Biology – Genetics Unit
Enduring Understandings
 Cell division allows for the continuity of genetic information.
 The universal structure of DNA allows for diversity among all living things.
 Understanding inheritance patterns is important in predicting future generations.
 DNA controls protein synthesis.
 The applied science of biotechnology can be controversial.
Essential Questions
 How does structure relate to function?
 How is a system regulated?
 How does scientists’ understanding of the world change over time?
 How is information shared?
 Because we can, should we?
What Students Should Know
 Geneticists discovered that Mendel had not determined all of the ways traits are inherited. These
complex patterns of inheritance became known after his work was rediscovered. Animals and
plants have traits that are expressed by complex patterns including codominance, incomplete
dominance, multiple alleles, sex linkage, and polygenic traits.
 When an intermediate phenotype occurs and no allele dominates, incomplete dominance results.
(Codominance occurs when both alleles are expressed in the phenotype.)
 Recombination and mutation provide for genetic diversity. Genetically diverse populations are
more likely to survive changing environments.
 The sorting and recombination of genes in sexual reproduction results in a great variety of gene
combinations in the offspring of any two parents.
 Inserting, deleting, or substituting DNA bases can alter genes. An altered gene or mutation may
be passed on to every cell that develops from it, causing an altered phenotype.
 An altered phenotype may be beneficial or detrimental.

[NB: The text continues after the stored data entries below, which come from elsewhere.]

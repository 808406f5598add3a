use tracing::debug;

use super::{endpoint, types::Alert, AlertmanagerClient};
use crate::Result;

impl AlertmanagerClient {
    /// List the alerts currently known to the Alertmanager at `alertmanager_url`.
    pub async fn list_alerts(&self, alertmanager_url: &str) -> Result<Vec<Alert>> {
        let alerts: Vec<Alert> = self
            .get_json(&endpoint(alertmanager_url, "/api/v2/alerts"))
            .await?;
        debug!("Fetched {} alerts from {}", alerts.len(), alertmanager_url);
        Ok(alerts)
    }
}

#[cfg(test)]
mod tests {
    use super::*;
    use crate::alertmanager::BackoffPolicy;
    use crate::Error;
    use httpmock::prelude::*;
    use std::time::Duration;

    fn client() -> AlertmanagerClient {
        AlertmanagerClient::new(BackoffPolicy {
            initial_interval: Duration::from_millis(5),
            max_interval: Duration::from_millis(20),
            max_elapsed_time: Duration::from_millis(100),
            randomization_factor: 0.0,
            ..BackoffPolicy::default()
        })
    }

    #[tokio::test]
    async fn empty_array_is_not_an_error() {
        let server = MockServer::start_async().await;
        server
            .mock_async(|when, then| {
                when.method(GET).path("/api/v2/alerts");
                then.status(200).body("[]");
            })
            .await;

        let alerts = client().list_alerts(&server.base_url()).await.unwrap();
        assert!(alerts.is_empty());
    }

    #[tokio::test]
    async fn decodes_alert_list() {
        let server = MockServer::start_async().await;
        server
            .mock_async(|when, then| {
                when.method(GET).path("/api/v2/alerts");
                then.status(200).body(
                    r#"[{"labels": {"alertname": "DiskFull"}, "annotations": {},
                        "startsAt": "2024-05-01T10:00:00Z", "endsAt": "2999-01-01T00:00:00Z",
                        "status": {"state": "active"}}]"#,
                );
            })
            .await;

        let alerts = client().list_alerts(&server.base_url()).await.unwrap();
        assert_eq!(alerts.len(), 1);
        assert_eq!(alerts[0].name(), "DiskFull");
    }

    #[tokio::test]
    async fn malformed_body_is_a_decode_error() {
        let server = MockServer::start_async().await;
        let mock = server
            .mock_async(|when, then| {
                when.method(GET).path("/api/v2/alerts");
                then.status(200).body("{not json");
            })
            .await;

        let err = client().list_alerts(&server.base_url()).await.unwrap_err();
        assert!(matches!(err, Error::Decode(_)));
        mock.assert_hits_async(1).await;
    }
}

 Sometimes entire chromosomes can be added or deleted, resulting in a genetic disorder such as
Trisomy 21 (Down syndrome).
 Some new gene combinations have little effect, some can produce organisms that are better suited
to their environments, and others can be harmful. Beneficial changes that are genetic and that
remain in a population are known as adaptations.
 DNA technologies allow scientists to identify, study, and modify genes.

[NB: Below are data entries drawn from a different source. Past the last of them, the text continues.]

mod actions;
mod commands;
mod routes;
mod webhook;

use axum::{
    routing::{get, post},
    Router,
};
use std::sync::Arc;
use tower::ServiceBuilder;
use tower_http::trace::TraceLayer;
use tracing::info;

use crate::{
    alertmanager::AlertmanagerClient,
    config::ReconcilePolicy,
    platform::{Attachment, MessagePlatform, Post},
    registry::ConfigurationRegistry,
    Result,
};

pub use actions::{reconcile_attachments, rewrite_post, ActionCallback, ActionContext};
pub use commands::{dispatch, CommandRequest, CommandResponse};

/// Per-process settings the handlers need besides the registry.
#[derive(Debug, Clone, Default)]
pub struct BridgeSettings {
    pub bot_user_id: String,
    /// Base URL Mattermost uses to reach this service for action callbacks.
    pub public_url: String,
    pub command_token: Option<String>,
    pub reconcile: ReconcilePolicy,
    /// `override_username` / `override_icon_url` for bot posts.
    pub post_username: Option<String>,
    pub post_icon_url: Option<String>,
}

pub struct AppState {
    pub registry: Arc<ConfigurationRegistry>,
    pub alertmanager: AlertmanagerClient,
    pub platform: Arc<dyn MessagePlatform>,
    pub settings: BridgeSettings,
}

impl AppState {
    /// A post authored by the bot carrying `attachments`.
    fn bot_post(&self, channel_id: &str, attachments: Vec<Attachment>) -> Post {
        let mut post = Post::new(channel_id, self.settings.bot_user_id.as_str());
        post.add_prop("from_webhook", "true");
        if let Some(username) = &self.settings.post_username {
            post.add_prop("override_username", username.as_str());
        }
        if let Some(icon_url) = &self.settings.post_icon_url {
            post.add_prop("override_icon_url", icon_url.as_str());
        }
        post.set_attachments(attachments);
        post
    }
}

pub struct Server {
    state: Arc<AppState>,
}

impl Server {
    pub fn new(state: AppState) -> Self {
        Self {
            state: Arc::new(state),
        }
    }

    pub fn build_router(self) -> Router {
        Router::new()
            .route("/", get(routes::root))
            .route("/metrics", get(routes::metrics))
            .route("/api/webhook", post(webhook::handle_webhook))
            .route("/api/expire", post(actions::handle_expire_action))
            .route("/api/command", post(commands::handle_command))
            .layer(ServiceBuilder::new().layer(TraceLayer::new_for_http()))
            .with_state(self.state)
    }

    pub async fn start(self, addr: &str) -> Result<()> {
        let listener = tokio::net::TcpListener::bind(addr).await?;
        info!("Listening on {}", listener.local_addr()?);
        axum::serve(listener, self.build_router()).await?;
        Ok(())
    }
}

#[cfg(test)]
mod tests {
    use super::*;
    use crate::platform::MockMessagePlatform;

    fn state(post_username: Option<&str>, post_icon_url: Option<&str>) -> AppState {
        AppState {
            registry: Arc::new(ConfigurationRegistry::default()),
            alertmanager: AlertmanagerClient::default(),
            platform: Arc::new(MockMessagePlatform::new()),
            settings: BridgeSettings {
                bot_user_id: "bot".to_string(),
                post_username: post_username.map(str::to_string),
                post_icon_url: post_icon_url.map(str::to_string),
                ..Default::default()
            },
        }
    }

    #[test]
    fn bot_posts_carry_display_overrides() {
        let post = state(Some("Alertmanager"), Some("http://icons/am.png"))
            .bot_post("chan-1", vec![Attachment::default()]);
        assert_eq!(post.user_id, "bot");
        assert_eq!(post.props["from_webhook"], "true");
        assert_eq!(post.props["override_username"], "Alertmanager");
        assert_eq!(post.props["override_icon_url"], "http://icons/am.png");
    }

    #[test]
    fn unset_overrides_are_left_out() {
        let post = state(None, None).bot_post("chan-1", vec![]);
        assert!(!post.props.contains_key("override_username"));
        assert!(!post.props.contains_key("override_icon_url"));
    }
}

 Genetic engineering techniques are used in a variety of industries, in agriculture, in basic
research, and in medicine.
 There is great potential for the development of useful products through genetic engineering (e.g.,
human growth hormone, insulin, and pest- and disease-resistant fruits and vegetables).
 The Human Genome Project is a collaborative effort to map the entire gene sequence of
organisms. This information will be useful in detection, prevention, and treatment of many
genetic disorders.
 Ethical questions can be raised in genetics. These range from the use of genetically modified
foods, profiling people by their genomes, cloning of organisms, and stem cell research.

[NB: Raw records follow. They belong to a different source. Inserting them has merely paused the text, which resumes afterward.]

use reqwest::{Method, StatusCode};
use tracing::info;
use url::Url;

use super::{endpoint, types::Silence, AlertmanagerClient};
use crate::{Error, Result};

impl AlertmanagerClient {
    /// List silences, most recently ending first.
    pub async fn list_silences(&self, alertmanager_url: &str) -> Result<Vec<Silence>> {
        let mut silences: Vec<Silence> = self
            .get_json(&endpoint(alertmanager_url, "/api/v2/silences"))
            .await?;
        sort_by_end_desc(&mut silences);
        Ok(silences)
    }

    /// Expire the silence `silence_id`.
    ///
    /// Expiring an already expired silence is up to the backend; callers
    /// should not treat a failure on a repeated call as fatal.
    pub async fn expire_silence(&self, silence_id: &str, alertmanager_url: &str) -> Result<()> {
        let url = silence_url(alertmanager_url, silence_id)?;
        let response = self.http.request(Method::DELETE, url.as_str()).await?;

        if response.status != StatusCode::OK {
            return Err(Error::BackendStatus {
                status: response.status.as_u16(),
                body: response.text(),
            });
        }

        info!("Expired silence {} on {}", silence_id, alertmanager_url);
        Ok(())
    }
}

/// `DELETE` target for one silence. The ID is a single percent-encoded path
/// segment, so it cannot address any other endpoint.
pub fn silence_url(alertmanager_url: &str, silence_id: &str) -> Result<Url> {
    if silence_id.is_empty() {
        return Err(Error::InvalidArgument(
            "silence ID cannot be empty".to_string(),
        ));
    }
    if silence_id == "." || silence_id == ".." {
        return Err(Error::InvalidArgument(format!(
            "invalid silence ID {:?}",
            silence_id
        )));
    }

    let mut url = Url::parse(alertmanager_url)
        .map_err(|e| Error::Config(format!("invalid Alertmanager URL {}: {}", alertmanager_url, e)))?;
    url.path_segments_mut()
        .map_err(|_| Error::Config(format!("Alertmanager URL {} cannot be a base", alertmanager_url)))?
        .pop_if_empty()
        .extend(["api", "v2", "silence", silence_id]);
    Ok(url)
}

/// Sort by `ends_at` descending; silences without an end sort last.
pub fn sort_by_end_desc(silences: &mut [Silence]) {
    silences.sort_by(|a, b| b.ends_at.cmp(&a.ends_at));
}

What Students Should Be Able To Do
 Determine both the genotypes and the phenotypes from descriptive characteristics.
 Set up a Punnett Square to show all possible genotypic combinations of gametes and the possible
resulting combinations in monohybrid crosses.
 Predict possible gametes in a dihybrid cross, given parental genotypes.
 Diagram and label the structure of a DNA nucleotide and a DNA molecule.
 Relate the structure of a DNA molecule to its function.
 Given a DNA sequence, write a complementary mRNA strand.
(ex: DNA = ATCCGGA then the mRNA = UAGGCCU).
 Given an mRNA codon and the corresponding chart, determine the correct amino acid.
 Use Punnett Squares to show all possible combinations of gametes and the likelihood that
particular combinations will occur in crosses involving incomplete dominance (such as flower
color), multiple alleles (such as blood type), and sex-linkage (such as color blindness or
hemophilia).
 Determine the possible results of genetic recombination that occurs through the sorting and
recombination of genes in offspring (especially in sexual reproduction and crossing over in
meiosis) and the insertion, deletion, and substitution of DNA segments.
 Relate the possible effects resulting from an inherited altered gene to its effects on a phenotype
(beneficial or detrimental). Recognize that a beneficial effect might become an adaptation.
 Summarize the potential effects of the deletion or addition of entire chromosomes and the genetic
conditions that may result.
 Evaluate and analyze karyotypes and pedigrees.